I'd have to play thru it and write it all down...

That sounds a bit much to me... :D I don't know how this mobile version works, but if it's possible to get the binary data and look through it for text, that would save a lot of time. Also would mean no errors. Let's not get ahead of ourselves. ;) (by the way, the guy who wrote the translation on GameFAQs still hasn't emailed me back about using his script)

Anyway, I think I want to do a little update because things are getting a bit busy for me (and I hope people are still reading - things seem a bit quiet on RHDN in the last week...).

So, as you know, I started work on Time Stranger, but my translation work has stopped. I've been busy with other things, and frankly translation, especially all-kana translation, can be a tiresome job for me. Although I got into ROM hacking through my interest in the Japanese language, since I've started assembly hacking I've realised that I enjoy the hacking process more than the translation. :) I'm going to talk about it in my other thread in the Script Help forum.

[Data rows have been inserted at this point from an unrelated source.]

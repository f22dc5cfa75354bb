//! Circuit builder
//!
//! A convenience layer over the bytecode format: gate calls append
//! instructions, `compile` emits a QBC program, and `run_on` executes it
//! against a VM. The builder is opaque to the core; everything it does goes
//! through the same instructions a hand-written image would use.

use crate::error::{Result, VmError};
use crate::interpreter::{ExecOptions, ExecOutcome};
use crate::vm::Vm;
use num_complex::Complex64;
use qvm_qbc::{
    Instruction, Program, RotationGate, SingleGate, ThreeQubitGate, TwoQubitGate,
};
use smallvec::SmallVec;

/// Records a gate sequence and compiles it to QBC
///
/// # Example
///
/// ```
/// use qvm::{CircuitBuilder, ExecOptions, Vm, VmConfig};
///
/// let mut circuit = CircuitBuilder::new();
/// let q0 = circuit.allocate().unwrap();
/// let q1 = circuit.allocate().unwrap();
/// circuit.h(q0).cnot(q0, q1).measure(q0, 0).measure(q1, 1);
///
/// let mut vm = Vm::new(VmConfig::default().with_seed(9));
/// let outcome = circuit.run_on(&mut vm, &ExecOptions::default()).unwrap();
/// assert!(outcome.success);
/// // Bell pair: the two outcomes agree
/// assert_eq!(outcome.measurements[&q0], outcome.measurements[&q1]);
/// ```
#[derive(Debug, Clone, Default)]
pub struct CircuitBuilder {
    instructions: Vec<Instruction>,
    next_slot: u16,
    metadata: Vec<u8>,
}

impl CircuitBuilder {
    /// Create an empty circuit
    pub fn new() -> Self {
        Self::default()
    }

    /// Attach an opaque metadata blob (JSON by convention)
    pub fn with_metadata(mut self, metadata: impl Into<Vec<u8>>) -> Self {
        self.metadata = metadata.into();
        self
    }

    /// Allocate a qubit slot
    ///
    /// # Errors
    /// The bytecode addresses at most 256 slots.
    pub fn allocate(&mut self) -> Result<u8> {
        if self.next_slot > u8::MAX as u16 {
            return Err(VmError::InvalidArgument(
                "bytecode addresses at most 256 qubit slots".to_string(),
            ));
        }
        let slot = self.next_slot as u8;
        self.next_slot += 1;
        self.instructions.push(Instruction::Alloc { slot });
        Ok(slot)
    }

    /// Allocate `count` qubit slots; `count` must be positive
    pub fn allocate_many(&mut self, count: usize) -> Result<SmallVec<[u8; 4]>> {
        if count == 0 {
            return Err(VmError::InvalidArgument(
                "cannot allocate zero qubits".to_string(),
            ));
        }
        (0..count).map(|_| self.allocate()).collect()
    }

    /// Release a qubit slot
    pub fn deallocate(&mut self, slot: u8) -> &mut Self {
        self.instructions.push(Instruction::Dealloc { slot });
        self
    }

    fn single(&mut self, gate: SingleGate, slot: u8) -> &mut Self {
        self.instructions.push(Instruction::Single { gate, slot });
        self
    }

    /// Pauli-X
    pub fn x(&mut self, slot: u8) -> &mut Self {
        self.single(SingleGate::X, slot)
    }

    /// Pauli-Y
    pub fn y(&mut self, slot: u8) -> &mut Self {
        self.single(SingleGate::Y, slot)
    }

    /// Pauli-Z
    pub fn z(&mut self, slot: u8) -> &mut Self {
        self.single(SingleGate::Z, slot)
    }

    /// Hadamard
    pub fn h(&mut self, slot: u8) -> &mut Self {
        self.single(SingleGate::H, slot)
    }

    /// Phase gate S
    pub fn s(&mut self, slot: u8) -> &mut Self {
        self.single(SingleGate::S, slot)
    }

    /// π/8 gate T
    pub fn t(&mut self, slot: u8) -> &mut Self {
        self.single(SingleGate::T, slot)
    }

    fn rotation(&mut self, gate: RotationGate, slot: u8, angle: f64) -> &mut Self {
        self.instructions.push(Instruction::Rotation {
            gate,
            slot,
            angle: angle as f32,
        });
        self
    }

    /// Rotation about X
    pub fn rx(&mut self, slot: u8, theta: f64) -> &mut Self {
        self.rotation(RotationGate::Rx, slot, theta)
    }

    /// Rotation about Y
    pub fn ry(&mut self, slot: u8, theta: f64) -> &mut Self {
        self.rotation(RotationGate::Ry, slot, theta)
    }

    /// Rotation about Z
    pub fn rz(&mut self, slot: u8, theta: f64) -> &mut Self {
        self.rotation(RotationGate::Rz, slot, theta)
    }

    /// Phase rotation
    pub fn phase(&mut self, slot: u8, phi: f64) -> &mut Self {
        self.rotation(RotationGate::Phase, slot, phi)
    }

    fn two(&mut self, gate: TwoQubitGate, a: u8, b: u8) -> &mut Self {
        self.instructions.push(Instruction::Two { gate, a, b });
        self
    }

    /// Controlled-NOT
    pub fn cnot(&mut self, control: u8, target: u8) -> &mut Self {
        self.two(TwoQubitGate::Cnot, control, target)
    }

    /// Controlled-Z
    pub fn cz(&mut self, a: u8, b: u8) -> &mut Self {
        self.two(TwoQubitGate::Cz, a, b)
    }

    /// SWAP
    pub fn swap(&mut self, a: u8, b: u8) -> &mut Self {
        self.two(TwoQubitGate::Swap, a, b)
    }

    /// iSWAP
    pub fn iswap(&mut self, a: u8, b: u8) -> &mut Self {
        self.two(TwoQubitGate::ISwap, a, b)
    }

    /// Toffoli (CCNOT)
    pub fn toffoli(&mut self, c1: u8, c2: u8, target: u8) -> &mut Self {
        self.instructions.push(Instruction::Three {
            gate: ThreeQubitGate::Toffoli,
            a: c1,
            b: c2,
            c: target,
        });
        self
    }

    /// Fredkin (CSWAP)
    pub fn fredkin(&mut self, control: u8, a: u8, b: u8) -> &mut Self {
        self.instructions.push(Instruction::Three {
            gate: ThreeQubitGate::Fredkin,
            a: control,
            b: a,
            c: b,
        });
        self
    }

    /// Measure a slot into a classical address
    pub fn measure(&mut self, slot: u8, dst: u8) -> &mut Self {
        self.instructions.push(Instruction::Measure { slot, dst });
        self
    }

    /// Measure every live qubit
    pub fn measure_all(&mut self) -> &mut Self {
        self.instructions.push(Instruction::MeasureAll);
        self
    }

    /// Prepare α|0⟩ + β|1⟩ on a freshly allocated slot, β real
    ///
    /// The pair is normalized first, then realized as a single RY whose
    /// angle comes from atan2(β, α), so negative components work too.
    pub fn prepare_state(&mut self, slot: u8, alpha: f64, beta: f64) -> Result<&mut Self> {
        if alpha == 0.0 && beta == 0.0 {
            return Err(VmError::InvalidArgument(
                "state amplitudes cannot both be zero".to_string(),
            ));
        }
        let theta = 2.0 * beta.atan2(alpha);
        Ok(self.ry(slot, theta))
    }

    /// Prepare α|0⟩ + β|1⟩ with a complex β
    ///
    /// Extension of [`prepare_state`](Self::prepare_state): the magnitude
    /// goes through RY and the phase of β through a PHASE gate.
    pub fn prepare_state_complex(
        &mut self,
        slot: u8,
        alpha: f64,
        beta: Complex64,
    ) -> Result<&mut Self> {
        if alpha == 0.0 && beta.norm_sqr() == 0.0 {
            return Err(VmError::InvalidArgument(
                "state amplitudes cannot both be zero".to_string(),
            ));
        }
        let theta = 2.0 * beta.norm().atan2(alpha);
        let phi = beta.im.atan2(beta.re);
        self.ry(slot, theta);
        if phi != 0.0 {
            self.phase(slot, phi);
        }
        Ok(self)
    }

    /// Number of recorded instructions
    pub fn len(&self) -> usize {
        self.instructions.len()
    }

    /// Whether no instructions have been recorded
    pub fn is_empty(&self) -> bool {
        self.instructions.is_empty()
    }

    /// Compile to a QBC program, appending END if missing
    pub fn compile(&self) -> Program {
        let mut instructions = self.instructions.clone();
        if instructions.last() != Some(&Instruction::End) {
            instructions.push(Instruction::End);
        }
        Program::new(self.next_slot, instructions, self.metadata.clone())
    }

    /// Compile and execute on a VM
    pub fn run_on(&self, vm: &mut Vm, options: &ExecOptions) -> Result<ExecOutcome> {
        let program = self.compile();
        Ok(vm.run_program(&program, options))
    }
}

#[cfg(test)]
mod tests {
    use super::*;
    use crate::config::VmConfig;
    use approx::assert_relative_eq;

    #[test]
    fn test_compile_appends_end() {
        let mut circuit = CircuitBuilder::new();
        let q = circuit.allocate().unwrap();
        circuit.h(q);
        let program = circuit.compile();
        assert_eq!(program.instructions.last(), Some(&Instruction::End));
        assert_eq!(program.qubit_count, 1);
    }

    #[test]
    fn test_slots_are_sequential() {
        let mut circuit = CircuitBuilder::new();
        assert_eq!(circuit.allocate().unwrap(), 0);
        assert_eq!(circuit.allocate().unwrap(), 1);
        let more = circuit.allocate_many(2).unwrap();
        assert_eq!(more.as_slice(), &[2, 3]);
    }

    #[test]
    fn test_bell_pair_through_bytecode() {
        let mut circuit = CircuitBuilder::new();
        let q0 = circuit.allocate().unwrap();
        let q1 = circuit.allocate().unwrap();
        circuit.h(q0).cnot(q0, q1);

        let mut vm = Vm::new(VmConfig::default().with_seed(13));
        let outcome = circuit.run_on(&mut vm, &ExecOptions::default()).unwrap();
        assert!(outcome.success, "{:?}", outcome.error);

        let amps = vm.state_vector();
        let h = std::f64::consts::FRAC_1_SQRT_2;
        assert_relative_eq!(amps[0].re, h, epsilon = 1e-6);
        assert_relative_eq!(amps[3].re, h, epsilon = 1e-6);
    }

    #[test]
    fn test_prepare_state_amplitudes() {
        let mut circuit = CircuitBuilder::new();
        let q = circuit.allocate().unwrap();
        circuit.prepare_state(q, 0.6, 0.8).unwrap();

        let mut vm = Vm::new(VmConfig::default().with_seed(1));
        circuit.run_on(&mut vm, &ExecOptions::default()).unwrap();

        let amps = vm.state_vector();
        // f32 angle on the wire costs some precision
        assert_relative_eq!(amps[0].re, 0.6, epsilon = 1e-6);
        assert_relative_eq!(amps[1].re, 0.8, epsilon = 1e-6);
    }

    #[test]
    fn test_prepare_state_complex_phase() {
        let mut circuit = CircuitBuilder::new();
        let q = circuit.allocate().unwrap();
        circuit
            .prepare_state_complex(q, 0.6, Complex64::new(0.0, 0.8))
            .unwrap();

        let mut vm = Vm::new(VmConfig::default().with_seed(1));
        circuit.run_on(&mut vm, &ExecOptions::default()).unwrap();

        let amps = vm.state_vector();
        assert_relative_eq!(amps[0].re, 0.6, epsilon = 1e-6);
        assert_relative_eq!(amps[1].im, 0.8, epsilon = 1e-6);
        assert_relative_eq!(amps[1].re, 0.0, epsilon = 1e-6);
    }

    #[test]
    fn test_prepare_state_rejects_null() {
        let mut circuit = CircuitBuilder::new();
        let q = circuit.allocate().unwrap();
        assert!(circuit.prepare_state(q, 0.0, 0.0).is_err());
    }

    #[test]
    fn test_metadata_round_trip() {
        let mut circuit = CircuitBuilder::new().with_metadata(br#"{"shots":100}"#.to_vec());
        let q = circuit.allocate().unwrap();
        circuit.h(q);
        let program = circuit.compile();
        let decoded = Program::decode(&program.encode()).unwrap();
        assert_eq!(decoded.metadata, br#"{"shots":100}"#);
    }
}
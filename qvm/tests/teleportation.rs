//! Quantum teleportation as a statistical end-to-end check
//!
//! Teleporting α|0⟩ + β|1⟩ must reproduce the |1⟩ statistics of the source
//! state on the destination qubit, whatever the two mid-circuit outcomes.

use qvm::{Vm, VmConfig};
use qvm_qbc::{SingleGate, TwoQubitGate};

/// One teleportation round; returns the destination qubit's outcome
fn teleport_once(seed: u64, alpha: f64) -> u8 {
    let mut vm = Vm::new(VmConfig::default().with_seed(seed));

    let q0 = vm.allocate_qubit().unwrap();
    let q1 = vm.allocate_qubit().unwrap();
    let q2 = vm.allocate_qubit().unwrap();

    // Source state on q0: RY(2·acos α) gives α|0⟩ + √(1-α²)|1⟩
    vm.apply_rotation(q0, qvm_qbc::RotationGate::Ry, 2.0 * alpha.acos())
        .unwrap();

    // Bell pair between q1 and q2
    vm.apply_single(q1, SingleGate::H).unwrap();
    vm.apply_two(TwoQubitGate::Cnot, q1, q2).unwrap();

    // Bell measurement of q0 and q1
    vm.apply_two(TwoQubitGate::Cnot, q0, q1).unwrap();
    vm.apply_single(q0, SingleGate::H).unwrap();
    let m0 = vm.measure_qubit(q0, true).unwrap();
    let m1 = vm.measure_qubit(q1, true).unwrap();

    // Classical corrections on the destination
    if m1 == 1 {
        vm.apply_single(q2, SingleGate::X).unwrap();
    }
    if m0 == 1 {
        vm.apply_single(q2, SingleGate::Z).unwrap();
    }

    vm.measure_qubit(q2, true).unwrap()
}

#[test]
fn teleported_statistics_match_source_state() {
    let alpha: f64 = 0.6;
    let expected_ones = 1.0 - alpha * alpha; // |β|² = 0.64

    let shots = 1500;
    let ones: usize = (0..shots)
        .filter(|&seed| teleport_once(seed as u64, alpha) == 1)
        .count();

    let frequency = ones as f64 / shots as f64;
    assert!(
        (frequency - expected_ones).abs() < 0.05,
        "teleported |1⟩ frequency {frequency}, expected ≈ {expected_ones}"
    );
}

#[test]
fn teleporting_basis_states_is_deterministic() {
    // α = 1 teleports |0⟩
    for seed in 0..25 {
        assert_eq!(teleport_once(seed, 1.0), 0);
    }
    // α = 0 teleports |1⟩
    for seed in 25..50 {
        assert_eq!(teleport_once(seed, 0.0), 1);
    }
}

#[test]
fn destination_amplitudes_after_corrections() {
    // Amplitude-level check of one deterministic branch: with a seeded VM
    // the mid-circuit outcomes are fixed, and after corrections the
    // destination qubit must carry exactly (α, β) up to global phase.
    let alpha: f64 = 0.8;
    let beta = (1.0 - alpha * alpha).sqrt();

    let mut vm = Vm::new(VmConfig::default().with_seed(1234));
    let q0 = vm.allocate_qubit().unwrap();
    let q1 = vm.allocate_qubit().unwrap();
    let q2 = vm.allocate_qubit().unwrap();

    vm.apply_rotation(q0, qvm_qbc::RotationGate::Ry, 2.0 * alpha.acos())
        .unwrap();
    vm.apply_single(q1, SingleGate::H).unwrap();
    vm.apply_two(TwoQubitGate::Cnot, q1, q2).unwrap();
    vm.apply_two(TwoQubitGate::Cnot, q0, q1).unwrap();
    vm.apply_single(q0, SingleGate::H).unwrap();

    let m0 = vm.measure_qubit(q0, true).unwrap();
    let m1 = vm.measure_qubit(q1, true).unwrap();
    if m1 == 1 {
        vm.apply_single(q2, SingleGate::X).unwrap();
    }
    if m0 == 1 {
        vm.apply_single(q2, SingleGate::Z).unwrap();
    }

    let p1 = vm.probability(q2, 1).unwrap();
    assert!(
        (p1 - beta * beta).abs() < 1e-9,
        "P(q2 = 1) = {p1}, expected {}",
        beta * beta
    );
}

I also got started on Space Hunter, despite the fact that KingMike said he made progress on it at some point. I've hit a bit of a block with the way the game does text: it does it in pieces, mixing and matching them, so getting the grammar to work in English will be a challenge, not to mention that the lines are rather terse in Japanese and there's very little space to work with.

Then there's Dragon Quest, the main step being to import the Japanese title into the US version. The actual dialogue stuff shouldn't be that much of a pain (and to be honest, this is not really in the spirit of this project).

For full disclosure, I was approached by someone about Sindibad - Chitei no Daimakyuu for the PC Engine - not to translate, but to insert a translation that he could make. I had a look and it looks quite straightforward, so I'll probably have a go at that. Since I'm only inserting a translation into a game with a convenient text routine, I don't think it will distract me too much from this project.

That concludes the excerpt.